Even though there are reports that the new joint military and police task force ’Operation Restore Sanity’ has made hundreds of arrests of claimed Boko Haram members and there are weekly reports of alleged militants being killed, the militaristic strategy have little prospect to succeed in the long run. So far, the heavy handed response has rather resulted in further radicalization of the group. The best that can be achieved is to quell the violence in the short run. Grievances and breeding ground for similar movements are, however, still there.
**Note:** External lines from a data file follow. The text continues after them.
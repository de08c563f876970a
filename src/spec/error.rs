//! The loader's failure taxonomy (`spec.md` §4.7 "Failure taxonomy").

use thiserror::Error;

#[derive(Debug, Error)]
pub enum SpecError {
    #[error("malformed JSON spec: {0}")]
    ParseError(#[from] serde_json::Error),

    #[error("invalid spec: {reason}")]
    InvalidSpec { reason: String },

    #[error("limit exceeded: {limit}")]
    LimitsExceeded { limit: &'static str },
}

impl SpecError {
    pub fn invalid(reason: impl Into<String>) -> Self {
        SpecError::InvalidSpec { reason: reason.into() }
    }
}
Northern Nigeria experiences challenges not only in the form of militant movements such as Boko Haram. Relations between Muslims and Christians in northern and central Nigeria have worsened in the last decades. Tens of thousands have been killed in violence between different groups. Boko Haram attacks have targeted Muslims as much as Christians but by attacking churches the group has come to reinforce both a north/south divide nationally on a religious basis and local contention between Muslims and Christians.
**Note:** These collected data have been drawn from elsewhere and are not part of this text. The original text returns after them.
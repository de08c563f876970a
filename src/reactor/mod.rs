//! Reactor / worker pool (`spec.md` §4.5).
//!
//! Grounded on BRRTRouter's `worker_pool.rs`: a bounded `may::sync::mpsc` channel
//! feeding coroutines, with atomic counters for load accounting and `tracing` spans
//! around lifecycle events. BRRTRouter pools coroutines per *handler*; here the
//! pool is per *reactor worker*, and what travels the channel is an accepted
//! connection rather than a parsed request.

pub mod pool;
pub mod timeouts;

pub use pool::ReactorPool;
pub use timeouts::ConnectionTimeouts;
Most significantly in places like Kaduna and Jos, where Boko Haram attacks have come into play with local political conflicts that have taken an increasingly religious turn. There have been, in these places, so called ’reprisal attacks’ after Boko Haram bombings. In these attacks, Muslims in general have been targeted on basis of their faith. There is, accordingly, need not only to address the acute threat from Boko Haram but also to find a political strategy that take broader regional and national dimensions into account.
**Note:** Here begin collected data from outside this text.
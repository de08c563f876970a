//! Askama template bindings for the six generation artifacts (`spec.md` §4.8).
//! Each `write_*` function renders its template and writes it to `path`,
//! skipping existing files unless `force` is set — mirrors how BRRTRouter's
//! own `write_handler`/`write_controller` guard against clobbering
//! hand-edited generated files.

use std::fs;
use std::path::Path;

use askama::Template;

use super::codec::CodecFn;
use super::entities::{EntityDef, EntityKind};
use super::glue_gen::GlueDef;
use super::handlers_gen::HandlerMethod;
use super::routes_gen::RouteEntryDef;
use super::validator_gen::ValidatorDef;
#[allow(unused_imports)]
use crate::validation::ValidationErrorCode;

#[derive(Template)]
#[template(path = "entities.rs.txt", escape = "none")]
pub struct EntitiesTemplateData {
    pub entities: Vec<EntityDef>,
}

#[derive(Template)]
#[template(path = "codec.rs.txt", escape = "none")]
pub struct CodecTemplateData {
    pub codecs: Vec<CodecFn>,
}

#[derive(Template)]
#[template(path = "validator.rs.txt", escape = "none")]
pub struct ValidatorTemplateData {
    pub validators: Vec<ValidatorDef>,
}

#[derive(Template)]
#[template(path = "routes.rs.txt", escape = "none")]
pub struct RoutesTemplateData {
    pub routes: Vec<RouteEntryDef>,
}

#[derive(Template)]
#[template(path = "handler_trait.rs.txt", escape = "none")]
pub struct HandlerTraitTemplateData {
    pub methods: Vec<HandlerMethod>,
}

#[derive(Template)]
#[template(path = "glue.rs.txt", escape = "none")]
pub struct GlueTemplateData {
    pub glue: Vec<GlueDef>,
}

fn write_rendered(path: &Path, rendered: String, force: bool) -> anyhow::Result<()> {
    if path.exists() && !force {
        return Ok(());
    }
    if let Some(parent) = path.parent() {
        fs::create_dir_all(parent)?;
    }
    fs::write(path, rendered)?;
    Ok(())
}

pub fn write_entities(path: &Path, entities: Vec<EntityDef>, force: bool) -> anyhow::Result<()> {
    let rendered = EntitiesTemplateData { entities }.render()?;
    write_rendered(path, rendered, force)
}

pub fn write_codec(path: &Path, codecs: Vec<CodecFn>, force: bool) -> anyhow::Result<()> {
    let rendered = CodecTemplateData { codecs }.render()?;
    write_rendered(path, rendered, force)
}

pub fn write_validator(path: &Path, validators: Vec<ValidatorDef>, force: bool) -> anyhow::Result<()> {
    let rendered = ValidatorTemplateData { validators }.render()?;
    write_rendered(path, rendered, force)
}

pub fn write_routes(path: &Path, routes: Vec<RouteEntryDef>, force: bool) -> anyhow::Result<()> {
    let rendered = RoutesTemplateData { routes }.render()?;
    write_rendered(path, rendered, force)
}

pub fn write_handler_trait(path: &Path, methods: Vec<HandlerMethod>, force: bool) -> anyhow::Result<()> {
    let rendered = HandlerTraitTemplateData { methods }.render()?;
    write_rendered(path, rendered, force)
}

pub fn write_glue(path: &Path, glue: Vec<GlueDef>, force: bool) -> anyhow::Result<()> {
    let rendered = GlueTemplateData { glue }.render()?;
    write_rendered(path, rendered, force)
}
Boko Haram can be seen as a symptom of a dysfunctional state, and a comprehensive solution of the problem involves a transformation of the state itself. Even if Boko Haram would eventually be crushed in a heavy handed strategy there will soon emerge new radical Islamist groups unless efforts are made to address the underlying issues. There is need to reform police and security forces to become credible and functional, but there is also need to have inclusive state services and a strategy for creating conditions for productive lives for people in northern Nigeria.
Henrik Angerbrandt is a doctoral student in political science at Stockholm University. He is at the final stages of his thesis on ethnic and religious conflicts in Northern Nigeria and has followed the region for several years. This post was previously published by NAI forum.